RECORDS TO PROCESS:
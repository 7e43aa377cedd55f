//! Mock assistant service shared by the CLI and HTTP tests.

use serde_json::{Value, json};
use wiremock::matchers::{method, path};
use wiremock::{Mock, MockServer, ResponseTemplate};

use threadline_types::config::ChatConfig;

pub const ASSISTANT_ID: &str = "asst_test";
pub const THREAD_ID: &str = "thread_test";
pub const RUN_ID: &str = "run_test";

/// How the mocked run settles.
pub enum Script {
    /// `completed`, with an assistant message carrying `reply`.
    Reply(&'static str),
    /// The given terminal status and no assistant message.
    Silent(&'static str),
    /// The run never leaves `in_progress`.
    Stuck,
    /// Retrieving the assistant is rejected with 401.
    Unauthorized,
}

/// Config pointing at `server` with a short poll interval.
pub fn config_for(server: &MockServer) -> ChatConfig {
    ChatConfig {
        base_url: format!("{}/v1", server.uri()),
        poll_interval_ms: 10,
        run_timeout_secs: 5,
        ..ChatConfig::default()
    }
}

fn run(status: &str) -> Value {
    json!({"id": RUN_ID, "object": "thread.run", "thread_id": THREAD_ID, "status": status})
}

/// Start a mock Assistants API that plays `script`.
pub async fn mock_service(script: Script) -> MockServer {
    let server = MockServer::start().await;

    if let Script::Unauthorized = script {
        Mock::given(method("GET"))
            .and(path(format!("/v1/assistants/{ASSISTANT_ID}")))
            .respond_with(ResponseTemplate::new(401).set_body_json(json!({
                "error": {"message": "Incorrect API key provided"}
            })))
            .mount(&server)
            .await;
        return server;
    }

    Mock::given(method("GET"))
        .and(path(format!("/v1/assistants/{ASSISTANT_ID}")))
        .respond_with(ResponseTemplate::new(200).set_body_json(json!({
            "id": ASSISTANT_ID, "name": "Test Assistant", "model": "gpt-4o"
        })))
        .mount(&server)
        .await;
    Mock::given(method("POST"))
        .and(path("/v1/threads"))
        .respond_with(ResponseTemplate::new(200).set_body_json(json!({"id": THREAD_ID})))
        .mount(&server)
        .await;
    Mock::given(method("POST"))
        .and(path(format!("/v1/threads/{THREAD_ID}/messages")))
        .respond_with(ResponseTemplate::new(200).set_body_json(json!({
            "id": "msg_user", "role": "user", "run_id": null, "created_at": 1, "content": []
        })))
        .mount(&server)
        .await;
    Mock::given(method("POST"))
        .and(path(format!("/v1/threads/{THREAD_ID}/runs")))
        .respond_with(ResponseTemplate::new(200).set_body_json(run("queued")))
        .mount(&server)
        .await;

    let (status, messages) = match script {
        Script::Reply(text) => (
            "completed",
            json!([{
                "id": "msg_reply", "role": "assistant", "run_id": RUN_ID, "created_at": 2,
                "content": [{"type": "text", "text": {"value": text, "annotations": []}}]
            }]),
        ),
        Script::Silent(status) => (status, json!([])),
        Script::Stuck => ("in_progress", json!([])),
        Script::Unauthorized => unreachable!("handled above"),
    };

    Mock::given(method("GET"))
        .and(path(format!("/v1/threads/{THREAD_ID}/runs/{RUN_ID}")))
        .respond_with(ResponseTemplate::new(200).set_body_json(run(status)))
        .mount(&server)
        .await;
    Mock::given(method("GET"))
        .and(path(format!("/v1/threads/{THREAD_ID}/messages")))
        .respond_with(ResponseTemplate::new(200).set_body_json(json!({"data": messages})))
        .mount(&server)
        .await;

    server
}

GOAL OF THE EXERCISE:
From the listing, please work out how many lines contain "role". Give the number only.

RESULT BELOW:
2